Segment Start: Excerpted records

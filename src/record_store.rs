// src/record_store.rs
//
// Per-day output layout:
//
//   <root>/<YYYY-MM-DD>/<YYYY-MM-DD>.csv          one row per event
//   <root>/<YYYY-MM-DD>/<text>_<HH-MM-SS-mmm>.jpg  plate crops

use crate::interface::RecordStore;
use crate::types::EventRecord;
use anyhow::{Context, Result};
use chrono::NaiveDate;
use std::fs::{self, File, OpenOptions};
use std::path::{Path, PathBuf};
use tracing::{info, warn};

/// Output directory and date stamp for one run. The date is fixed at startup,
/// so a run that crosses midnight keeps writing into the day it started.
#[derive(Debug, Clone, PartialEq, Eq)]
pub struct SessionOutput {
    pub dir: PathBuf,
    pub date: String,
}

impl SessionOutput {
    pub fn prepare(root: &Path, date: &NaiveDate) -> Result<Self> {
        let date = date.format("%Y-%m-%d").to_string();
        let dir = root.join(&date);
        fs::create_dir_all(&dir)
            .with_context(|| format!("Failed to create output directory {}", dir.display()))?;
        info!("💾 Output directory: {}", dir.display());
        Ok(Self { dir, date })
    }

    pub fn records_path(&self) -> PathBuf {
        self.dir.join(format!("{}.csv", self.date))
    }
}

/// Append-only CSV event log. Reopening an existing file for the same day
/// keeps its rows; the header is only written into a new or empty file.
pub struct CsvRecordStore {
    writer: csv::Writer<File>,
    path: PathBuf,
    rows_written: usize,
}

impl CsvRecordStore {
    pub fn open(path: &Path) -> Result<Self> {
        let needs_header = fs::metadata(path).map(|m| m.len() == 0).unwrap_or(true);

        let file = OpenOptions::new()
            .create(true)
            .append(true)
            .open(path)
            .with_context(|| format!("Failed to open record file {}", path.display()))?;

        let writer = csv::WriterBuilder::new()
            .has_headers(needs_header)
            .from_writer(file);

        info!(
            "✓ Record store ready: {} ({})",
            path.display(),
            if needs_header { "new" } else { "appending" }
        );

        Ok(Self {
            writer,
            path: path.to_path_buf(),
            rows_written: 0,
        })
    }
}

impl RecordStore for CsvRecordStore {
    fn append(&mut self, record: &EventRecord) -> Result<()> {
        self.writer
            .serialize(record)
            .with_context(|| format!("Failed to write row to {}", self.path.display()))?;
        // Flush per row so a crash never loses an event whose track is
        // already in the ledger.
        self.writer
            .flush()
            .with_context(|| format!("Failed to flush {}", self.path.display()))?;
        self.rows_written += 1;
        Ok(())
    }

    fn flush(&mut self) -> Result<()> {
        self.writer
            .flush()
            .with_context(|| format!("Failed to flush {}", self.path.display()))?;
        info!(
            "💾 {} event(s) written to {}",
            self.rows_written,
            self.path.display()
        );
        Ok(())
    }
}

impl Drop for CsvRecordStore {
    fn drop(&mut self) {
        if let Err(e) = self.writer.flush() {
            warn!("Failed to flush {} on drop: {}", self.path.display(), e);
        }
    }
}

#[cfg(test)]
mod tests {
    use super::*;

    fn record(text: &str, time: &str) -> EventRecord {
        EventRecord {
            text: text.to_string(),
            date: "2024-05-01".to_string(),
            time: time.to_string(),
        }
    }

    #[test]
    fn test_session_output_layout() {
        let root = tempfile::tempdir().unwrap();
        let date = NaiveDate::from_ymd_opt(2024, 5, 1).unwrap();

        let session = SessionOutput::prepare(root.path(), &date).unwrap();

        assert_eq!(session.date, "2024-05-01");
        assert!(session.dir.is_dir());
        assert_eq!(
            session.records_path(),
            root.path().join("2024-05-01").join("2024-05-01.csv")
        );
    }

    #[test]
    fn test_new_file_gets_header() {
        let dir = tempfile::tempdir().unwrap();
        let path = dir.path().join("events.csv");

        let mut store = CsvRecordStore::open(&path).unwrap();
        store.append(&record("KA01AB1234", "14-03-22-123")).unwrap();
        store.append(&record("NO_PLATE_DETECTED", "14-03-25-001")).unwrap();

        let content = fs::read_to_string(&path).unwrap();
        assert_eq!(
            content,
            "Number Plate,Date,Time\n\
             KA01AB1234,2024-05-01,14-03-22-123\n\
             NO_PLATE_DETECTED,2024-05-01,14-03-25-001\n"
        );
        assert_eq!(store.rows_written, 2);
    }

    #[test]
    fn test_reopen_appends_without_second_header() {
        let dir = tempfile::tempdir().unwrap();
        let path = dir.path().join("events.csv");

        {
            let mut store = CsvRecordStore::open(&path).unwrap();
            store.append(&record("KA01", "10-00-00-000")).unwrap();
        }
        {
            let mut store = CsvRecordStore::open(&path).unwrap();
            store.append(&record("KA02", "11-00-00-000")).unwrap();
            store.flush().unwrap();
        }

        let mut reader = csv::Reader::from_path(&path).unwrap();
        let rows: Vec<EventRecord> = reader.deserialize().map(|r| r.unwrap()).collect();
        assert_eq!(
            rows,
            vec![record("KA01", "10-00-00-000"), record("KA02", "11-00-00-000")]
        );
    }

    #[test]
    fn test_rows_are_durable_before_flush() {
        let dir = tempfile::tempdir().unwrap();
        let path = dir.path().join("events.csv");

        let mut store = CsvRecordStore::open(&path).unwrap();
        store.append(&record("KA01", "10-00-00-000")).unwrap();

        let content = fs::read_to_string(&path).unwrap();
        assert!(content.contains("KA01"));
        drop(store);
    }

    #[test]
    fn test_text_with_comma_is_quoted() {
        let dir = tempfile::tempdir().unwrap();
        let path = dir.path().join("events.csv");

        let mut store = CsvRecordStore::open(&path).unwrap();
        store.append(&record("KA,01", "10-00-00-000")).unwrap();

        let content = fs::read_to_string(&path).unwrap();
        assert!(content.contains("\"KA,01\""));
    }
}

Segment End: Excerpted records

## What is needed
From the listing above, return the lines starting at the one with "let needs_header = fs::metadata(path).map(|m|" and ending at the one with "to open record", both kept, exactly as they appear and nothing more.

## The answer
        let needs_header = fs::metadata(path).map(|m| m.len() == 0).unwrap_or(true);

        let file = OpenOptions::new()
            .create(true)
            .append(true)
            .open(path)
            .with_context(|| format!("Failed to open record file {}", path.display()))?;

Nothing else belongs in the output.